■ YOUR OBJECTIVE: Search the records for the word "axum". Copy every line where it appears.

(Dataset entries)
□ □ □

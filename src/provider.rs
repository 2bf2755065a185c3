use async_trait::async_trait;
use derive_more::Display;
use rootcause::Report;
use serde::Serialize;

pub mod cloudflare;

#[derive(Debug, Clone, Copy, PartialEq, Eq, Hash, Display, Serialize)]
pub enum DnsRecordType {
    A,
    #[allow(clippy::upper_case_acronyms)]
    AAAA,
}

impl DnsRecordType {
    /// Numeric resource-record type code as it appears in DNS answers.
    pub fn type_code(self) -> u16 {
        match self {
            Self::A => 1,
            Self::AAAA => 28,
        }
    }
}

#[derive(Debug, Clone, PartialEq, Eq, Hash, Display)]
pub struct RecordId(pub String);

#[derive(Debug, Clone, PartialEq, Eq, Hash, Display)]
pub struct ZoneId(pub String);

/// The provider's current view of a record, fetched fresh on every run.
#[derive(Debug, Clone, PartialEq, Eq)]
pub struct ManagedRecord {
    pub id: RecordId,
    pub content: String,
    pub ttl: u32,
    pub proxied: bool,
}

/// Full-record replacement body.
#[derive(Debug, Clone, PartialEq, Eq, Serialize)]
pub struct RecordUpdate {
    #[serde(rename = "type")]
    pub typ: DnsRecordType,
    pub name: String,
    pub content: String,
    pub ttl: u32,
    pub proxied: bool,
}

impl RecordUpdate {
    /// Points `record` at `content`, keeping its ttl and proxied flag.
    pub fn replacing(
        record: &ManagedRecord,
        typ: DnsRecordType,
        name: impl Into<String>,
        content: impl Into<String>,
    ) -> Self {
        Self {
            typ,
            name: name.into(),
            content: content.into(),
            ttl: record.ttl,
            proxied: record.proxied,
        }
    }
}

#[async_trait]
pub trait DnsProvider {
    /// Looks up the first record named `name` of type `typ` in `zone`.
    ///
    /// `Ok(None)` means the provider answered but reported a logical failure
    /// or no matching record.
    async fn find_record(
        &self,
        zone: &ZoneId,
        name: &str,
        typ: DnsRecordType,
    ) -> Result<Option<ManagedRecord>, Report>;

    async fn replace_record(
        &self,
        zone: &ZoneId,
        record_id: &RecordId,
        update: &RecordUpdate,
    ) -> Result<(), Report>;
}
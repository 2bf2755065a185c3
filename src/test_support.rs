//! Local HTTP stand-ins for the DoH and provider endpoints.

use std::sync::{Arc, Mutex};

use axum::Router;
use axum::extract::State;
use axum::http::{HeaderMap, Method, StatusCode, Uri, header};
use axum::response::{IntoResponse, Response};
use tokio::io::{AsyncReadExt, AsyncWriteExt};

#[derive(Clone)]
pub struct StubRoute {
    method: Method,
    path: String,
    status: StatusCode,
    body: String,
}

impl StubRoute {
    pub fn json(
        method: Method,
        path: impl Into<String>,
        status: StatusCode,
        body: serde_json::Value,
    ) -> Self {
        Self {
            method,
            path: path.into(),
            status,
            body: body.to_string(),
        }
    }

    pub fn text(method: Method, path: impl Into<String>, status: StatusCode, body: &str) -> Self {
        Self {
            method,
            path: path.into(),
            status,
            body: body.to_string(),
        }
    }
}

#[derive(Clone, Debug)]
pub struct RecordedRequest {
    pub method: Method,
    pub uri: Uri,
    pub headers: HeaderMap,
    pub body: String,
}

impl RecordedRequest {
    pub fn json_body(&self) -> serde_json::Value {
        serde_json::from_str(&self.body).unwrap()
    }
}

#[derive(Clone)]
struct StubState {
    routes: Arc<Vec<StubRoute>>,
    requests: Arc<Mutex<Vec<RecordedRequest>>>,
}

pub struct StubServer {
    pub base_url: String,
    requests: Arc<Mutex<Vec<RecordedRequest>>>,
}

impl StubServer {
    pub async fn start(routes: Vec<StubRoute>) -> Self {
        let requests = Arc::new(Mutex::new(Vec::new()));
        let state = StubState {
            routes: Arc::new(routes),
            requests: requests.clone(),
        };
        let app = Router::new().fallback(respond).with_state(state);

        let listener = tokio::net::TcpListener::bind("127.0.0.1:0").await.unwrap();
        let addr = listener.local_addr().unwrap();
        tokio::spawn(async move { axum::serve(listener, app).await.unwrap() });

        Self {
            base_url: format!("http://{addr}"),
            requests,
        }
    }

    pub fn requests(&self) -> Vec<RecordedRequest> {
        self.requests.lock().unwrap().clone()
    }
}

async fn respond(
    State(state): State<StubState>,
    method: Method,
    uri: Uri,
    headers: HeaderMap,
    body: String,
) -> Response {
    state.requests.lock().unwrap().push(RecordedRequest {
        method: method.clone(),
        uri: uri.clone(),
        headers,
        body,
    });

    match state
        .routes
        .iter()
        .find(|it| it.method == method && it.path == uri.path())
    {
        Some(route) => (
            route.status,
            [(header::CONTENT_TYPE, "application/json")],
            route.body.clone(),
        )
            .into_response(),
        None => StatusCode::NOT_FOUND.into_response(),
    }
}

/// Accepts connections and never answers on them.
pub async fn silent_endpoint() -> String {
    let listener = tokio::net::TcpListener::bind("127.0.0.1:0").await.unwrap();
    let addr = listener.local_addr().unwrap();
    tokio::spawn(async move {
        let mut held = Vec::new();
        loop {
            let (socket, _) = listener.accept().await.unwrap();
            held.push(socket);
        }
    });
    format!("http://{addr}")
}

/// Answers every request with a 200 whose body is cut off before its
/// announced length.
pub async fn truncated_endpoint() -> String {
    let listener = tokio::net::TcpListener::bind("127.0.0.1:0").await.unwrap();
    let addr = listener.local_addr().unwrap();
    tokio::spawn(async move {
        loop {
            let (mut socket, _) = listener.accept().await.unwrap();
            let mut request = [0u8; 4096];
            let _ = socket.read(&mut request).await;
            let _ = socket
                .write_all(
                    b"HTTP/1.1 200 OK\r\ncontent-type: application/json\r\ncontent-length: 512\r\n\r\n{\"success\":",
                )
                .await;
            let _ = socket.shutdown().await;
        }
    });
    format!("http://{addr}")
}
use std::env::VarError;
use std::fmt;
use std::time::Duration;

use jiff::SignedDuration;
use rootcause::prelude::ResultExt;
use rootcause::{Report, bail, report};

use crate::provider::{DnsRecordType, ZoneId};

pub const ZONE_ID: &str = "ZONE_ID";
pub const RECORD_NAME: &str = "RECORD_NAME";
pub const NO_IP_HOSTNAME: &str = "NO_IP_HOSTNAME";
pub const CF_API_TOKEN: &str = "CF_API_TOKEN";

pub const REQUIRED_VARS: [&str; 4] = [ZONE_ID, RECORD_NAME, NO_IP_HOSTNAME, CF_API_TOKEN];

const DEFAULT_SCHEDULE_INTERVAL: &str = "5m";
const DEFAULT_RUN_TIMEOUT: &str = "15m";

/// Bearer token for the DNS provider. Never printed.
#[derive(Clone, PartialEq, Eq)]
pub struct ApiToken(String);

impl ApiToken {
    pub fn new(token: impl Into<String>) -> Self {
        Self(token.into())
    }

    pub fn expose(&self) -> &str {
        &self.0
    }
}

impl fmt::Debug for ApiToken {
    fn fmt(&self, f: &mut fmt::Formatter<'_>) -> fmt::Result {
        f.write_str("ApiToken(<REDACTED>)")
    }
}

/// Everything one reconcile run needs to know.
#[derive(Debug, Clone)]
pub struct ReconcileConfig {
    pub zone_id: ZoneId,
    pub record_name: String,
    pub probe_hostname: String,
    pub record_type: DnsRecordType,
    pub api_token: ApiToken,
}

impl ReconcileConfig {
    pub fn from_env() -> Self {
        Self::from_lookup(|name| std::env::var(name).ok())
    }

    /// Absent values become empty strings and show up in
    /// [`ReconcileConfig::missing_fields`].
    pub fn from_lookup(lookup: impl Fn(&str) -> Option<String>) -> Self {
        let get = |name: &str| lookup(name).unwrap_or_default();
        Self {
            zone_id: ZoneId(get(ZONE_ID)),
            record_name: get(RECORD_NAME),
            probe_hostname: get(NO_IP_HOSTNAME),
            record_type: DnsRecordType::A,
            api_token: ApiToken::new(get(CF_API_TOKEN)),
        }
    }

    pub fn missing_fields(&self) -> Vec<&'static str> {
        [
            (ZONE_ID, self.zone_id.0.as_str()),
            (RECORD_NAME, self.record_name.as_str()),
            (NO_IP_HOSTNAME, self.probe_hostname.as_str()),
            (CF_API_TOKEN, self.api_token.expose()),
        ]
        .into_iter()
        .filter(|(_, value)| value.trim().is_empty())
        .map(|(name, _)| name)
        .collect()
    }
}

pub fn ensure_env_vars(vars: &[&str]) -> Result<(), Report> {
    let mut error = report!("Missing required environment variable");
    let mut is_error = false;
    for var in vars {
        match std::env::var(var) {
            Ok(value) if !value.trim().is_empty() => continue,
            Ok(_) | Err(VarError::NotPresent) => {
                error = error.attach(format!("'{}' is not set", var));
                is_error = true;
            }
            Err(VarError::NotUnicode(e)) => {
                error = error.attach(format!("'{}' is not valid unicode: '{}'", var, e.display()));
                is_error = true;
            }
        }
    }
    if is_error { Err(error) } else { Ok(()) }
}

/// Reads `SCHEDULE_INTERVAL`, e.g. `5m`, `1h 30m` or `PT10M`.
pub fn schedule_interval() -> Result<Duration, Report> {
    duration_var("SCHEDULE_INTERVAL", DEFAULT_SCHEDULE_INTERVAL)
}

/// Reads `RUN_TIMEOUT`, the wall-clock limit of a single run.
pub fn run_timeout() -> Result<Duration, Report> {
    duration_var("RUN_TIMEOUT", DEFAULT_RUN_TIMEOUT)
}

fn duration_var(name: &str, default: &str) -> Result<Duration, Report> {
    let raw = std::env::var(name).unwrap_or(default.to_string());
    parse_duration(name, &raw)
}

pub fn parse_duration(name: &str, raw: &str) -> Result<Duration, Report> {
    let duration: SignedDuration = raw
        .trim()
        .parse()
        .context(format!("Invalid {name}"))
        .attach(format!("value: '{raw}'"))?;

    if !duration.is_positive() {
        bail!("{} must be positive, got '{}'", name, raw);
    }

    let duration = Duration::try_from(duration)
        .context(format!("{name} out of range"))
        .attach(format!("value: '{raw}'"))?;
    Ok(duration)
}
use async_trait::async_trait;
use rootcause::prelude::ResultExt;
use rootcause::{Report, report};
use serde::Deserialize;
use serde_json::Value;
use tracing::{debug, warn};

use super::{DnsProvider, DnsRecordType, ManagedRecord, RecordId, RecordUpdate, ZoneId};
use crate::config::ApiToken;

const CLOUDFLARE_API_BASE: &str = "https://api.cloudflare.com/client/v4";

pub struct CloudflareProvider {
    api_token: ApiToken,
    api_base: String,
    client: reqwest::Client,
}

impl CloudflareProvider {
    pub fn new(client: reqwest::Client, api_token: ApiToken) -> Self {
        Self::with_api_base(client, api_token, CLOUDFLARE_API_BASE)
    }

    pub fn with_api_base(
        client: reqwest::Client,
        api_token: ApiToken,
        api_base: impl Into<String>,
    ) -> Self {
        Self {
            api_token,
            api_base: api_base.into(),
            client,
        }
    }

    fn records_url(&self, zone: &ZoneId) -> String {
        format!("{}/zones/{}/dns_records", self.api_base, zone)
    }
}

#[async_trait]
impl DnsProvider for CloudflareProvider {
    async fn find_record(
        &self,
        zone: &ZoneId,
        name: &str,
        typ: DnsRecordType,
    ) -> Result<Option<ManagedRecord>, Report> {
        let typ_name = typ.to_string();
        let response = self
            .client
            .get(self.records_url(zone))
            .bearer_auth(self.api_token.expose())
            .query(&[("name", name), ("type", typ_name.as_str())])
            .send()
            .await
            .context("Listing DNS records from Cloudflare")
            .attach(format!("zone: '{zone}'"))
            .attach(format!("record: {typ} '{name}'"))?;

        if !response.status().is_success() {
            return Err(report!("Failed to list DNS records from Cloudflare")
                .attach(format!("zone: '{zone}'"))
                .attach(format!("record: {typ} '{name}'"))
                .attach(format!("status: {}", response.status()))
                .attach(format!(
                    "response: {:?}",
                    response
                        .text()
                        .await
                        .unwrap_or("<Response reading failed>".to_string())
                )));
        }

        let body = response
            .text()
            .await
            .context("Reading Cloudflare DNS records response")
            .attach(format!("zone: '{zone}'"))?;

        let envelope = serde_json::from_str::<CloudflareEnvelope<Vec<CloudflareDnsRecord>>>(&body)
            .context("Parsing Cloudflare DNS records response")
            .attach(format!("zone: '{zone}'"))
            .attach(format!("response: {body:?}"))?;

        if !envelope.success {
            warn!(
                zone = %zone,
                errors = ?envelope.errors,
                response = %body,
                "Cloudflare reported failure while listing records"
            );
            return Ok(None);
        }

        let records = envelope.result.unwrap_or_default();
        if records.len() > 1 {
            debug!(
                zone = %zone,
                record = %name,
                count = records.len(),
                "Multiple matching records, using the first one"
            );
        }

        let Some(record) = records.into_iter().next() else {
            warn!(zone = %zone, record = %name, typ = %typ, response = %body, "Cloudflare returned no records");
            return Ok(None);
        };

        Ok(Some(record.into()))
    }

    async fn replace_record(
        &self,
        zone: &ZoneId,
        record_id: &RecordId,
        update: &RecordUpdate,
    ) -> Result<(), Report> {
        let response = self
            .client
            .put(format!("{}/{}", self.records_url(zone), record_id))
            .bearer_auth(self.api_token.expose())
            .json(update)
            .send()
            .await
            .context("Updating DNS record in Cloudflare")
            .attach(format!("zone: '{zone}'"))
            .attach(format!("record_id: '{record_id}'"))?;

        if !response.status().is_success() {
            return Err(report!("Failed to update DNS record in Cloudflare")
                .attach(format!("zone: '{zone}'"))
                .attach(format!("record_id: '{record_id}'"))
                .attach(format!("status: {}", response.status()))
                .attach(format!(
                    "response: {:?}",
                    response
                        .text()
                        .await
                        .unwrap_or("<Response reading failed>".to_string())
                )));
        }

        let body = response
            .text()
            .await
            .context("Reading Cloudflare update response")
            .attach(format!("record_id: '{record_id}'"))?;

        let envelope = serde_json::from_str::<CloudflareEnvelope<Value>>(&body)
            .context("Parsing Cloudflare update response")
            .attach(format!("record_id: '{record_id}'"))
            .attach(format!("response: {body:?}"))?;

        if envelope.success {
            Ok(())
        } else {
            Err(report!("Cloudflare rejected the DNS record update")
                .attach(format!("zone: '{zone}'"))
                .attach(format!("record_id: '{record_id}'"))
                .attach(format!("errors: {}", Value::Array(envelope.errors))))
        }
    }
}

#[derive(Deserialize)]
struct CloudflareEnvelope<T> {
    success: bool,
    #[serde(default)]
    errors: Vec<Value>,
    result: Option<T>,
}

#[derive(Deserialize)]
struct CloudflareDnsRecord {
    id: String,
    content: String,
    ttl: u32,
    #[serde(default)]
    proxied: bool,
}

impl From<CloudflareDnsRecord> for ManagedRecord {
    fn from(record: CloudflareDnsRecord) -> Self {
        Self {
            id: RecordId(record.id),
            content: record.content,
            ttl: record.ttl,
            proxied: record.proxied,
        }
    }
}

#[cfg(test)]
mod tests {
    use axum::http::{Method, StatusCode, header};
    use serde_json::json;

    use super::*;
    use crate::test_support::{StubRoute, StubServer, truncated_endpoint};

    const LIST_PATH: &str = "/zones/z1/dns_records";

    fn provider(server: &StubServer) -> CloudflareProvider {
        CloudflareProvider::with_api_base(
            reqwest::Client::new(),
            ApiToken::new("t"),
            server.base_url.clone(),
        )
    }

    fn zone() -> ZoneId {
        ZoneId("z1".to_string())
    }

    #[tokio::test]
    async fn find_record_returns_first_match() {
        let server = StubServer::start(vec![StubRoute::json(
            Method::GET,
            LIST_PATH,
            StatusCode::OK,
            json!({
                "success": true,
                "errors": [],
                "result": [
                    { "id": "rec-1", "type": "A", "name": "home.example.com",
                      "content": "203.0.113.1", "ttl": 120, "proxied": false },
                    { "id": "rec-2", "type": "A", "name": "home.example.com",
                      "content": "203.0.113.9", "ttl": 1, "proxied": true }
                ]
            }),
        )])
        .await;

        let record = provider(&server)
            .find_record(&zone(), "home.example.com", DnsRecordType::A)
            .await
            .unwrap();

        assert_eq!(
            record,
            Some(ManagedRecord {
                id: RecordId("rec-1".to_string()),
                content: "203.0.113.1".to_string(),
                ttl: 120,
                proxied: false,
            })
        );

        let requests = server.requests();
        assert_eq!(requests.len(), 1);
        assert_eq!(
            requests[0].uri.query(),
            Some("name=home.example.com&type=A")
        );
        assert_eq!(
            requests[0].headers.get(header::AUTHORIZATION).unwrap(),
            "Bearer t"
        );
    }

    #[tokio::test]
    async fn find_record_with_empty_result_is_not_found() {
        let server = StubServer::start(vec![StubRoute::json(
            Method::GET,
            LIST_PATH,
            StatusCode::OK,
            json!({ "success": true, "errors": [], "result": [] }),
        )])
        .await;

        let record = provider(&server)
            .find_record(&zone(), "home.example.com", DnsRecordType::A)
            .await
            .unwrap();

        assert_eq!(record, None);
    }

    #[tokio::test]
    async fn find_record_with_logical_failure_is_not_found() {
        let server = StubServer::start(vec![StubRoute::json(
            Method::GET,
            LIST_PATH,
            StatusCode::OK,
            json!({
                "success": false,
                "errors": [{ "code": 7003, "message": "Could not route" }],
                "result": null
            }),
        )])
        .await;

        let record = provider(&server)
            .find_record(&zone(), "home.example.com", DnsRecordType::A)
            .await
            .unwrap();

        assert_eq!(record, None);
    }

    #[tokio::test]
    async fn find_record_http_failure_is_an_error() {
        let server = StubServer::start(vec![StubRoute::json(
            Method::GET,
            LIST_PATH,
            StatusCode::FORBIDDEN,
            json!({ "success": false, "errors": [{ "code": 9109, "message": "Unauthorized" }] }),
        )])
        .await;

        let result = provider(&server)
            .find_record(&zone(), "home.example.com", DnsRecordType::A)
            .await;

        assert!(result.is_err());
    }

    #[tokio::test]
    async fn replace_record_puts_full_record() {
        let server = StubServer::start(vec![StubRoute::json(
            Method::PUT,
            "/zones/z1/dns_records/rec-1",
            StatusCode::OK,
            json!({ "success": true, "errors": [], "result": { "id": "rec-1" } }),
        )])
        .await;
        let update = RecordUpdate {
            typ: DnsRecordType::A,
            name: "home.example.com".to_string(),
            content: "203.0.113.5".to_string(),
            ttl: 120,
            proxied: false,
        };

        provider(&server)
            .replace_record(&zone(), &RecordId("rec-1".to_string()), &update)
            .await
            .unwrap();

        let requests = server.requests();
        assert_eq!(requests.len(), 1);
        assert_eq!(requests[0].method, Method::PUT);
        assert_eq!(
            requests[0].json_body(),
            json!({
                "type": "A",
                "name": "home.example.com",
                "content": "203.0.113.5",
                "ttl": 120,
                "proxied": false
            })
        );
    }

    #[tokio::test]
    async fn replace_record_logical_failure_is_an_error() {
        let server = StubServer::start(vec![StubRoute::json(
            Method::PUT,
            "/zones/z1/dns_records/rec-1",
            StatusCode::OK,
            json!({
                "success": false,
                "errors": [{ "code": 81057, "message": "Record already exists." }],
                "result": null
            }),
        )])
        .await;
        let update = RecordUpdate {
            typ: DnsRecordType::A,
            name: "home.example.com".to_string(),
            content: "203.0.113.5".to_string(),
            ttl: 1,
            proxied: true,
        };

        let result = provider(&server)
            .replace_record(&zone(), &RecordId("rec-1".to_string()), &update)
            .await;

        assert!(result.is_err());
    }

    #[tokio::test]
    async fn replace_record_http_failure_is_an_error() {
        let server = StubServer::start(vec![StubRoute::json(
            Method::PUT,
            "/zones/z1/dns_records/rec-1",
            StatusCode::INTERNAL_SERVER_ERROR,
            json!({ "success": false, "errors": [{ "code": 10000, "message": "Internal error" }] }),
        )])
        .await;
        let update = RecordUpdate {
            typ: DnsRecordType::A,
            name: "home.example.com".to_string(),
            content: "203.0.113.5".to_string(),
            ttl: 120,
            proxied: false,
        };

        let result = provider(&server)
            .replace_record(&zone(), &RecordId("rec-1".to_string()), &update)
            .await;

        let err = result.unwrap_err().to_string();
        assert!(err.contains("Failed to update DNS record in Cloudflare"));
        assert!(err.contains("500"));
    }

    #[tokio::test]
    async fn unreadable_success_body_keeps_the_read_error() {
        let base_url = truncated_endpoint().await;
        let provider =
            CloudflareProvider::with_api_base(reqwest::Client::new(), ApiToken::new("t"), base_url);

        let err = provider
            .find_record(&zone(), "home.example.com", DnsRecordType::A)
            .await
            .unwrap_err()
            .to_string();

        assert!(err.contains("Reading Cloudflare DNS records response"));
        assert!(!err.contains("<Response reading failed>"));
    }
}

□ □ □

■ SOLVED PROBLEM:
use axum::Router;
use axum::extract::State;
use axum::http::{HeaderMap, Method, StatusCode, Uri, header};
use axum::response::{IntoResponse, Response};
        tokio::spawn(async move { axum::serve(listener, app).await.unwrap() });
    use axum::http::{Method, StatusCode, header};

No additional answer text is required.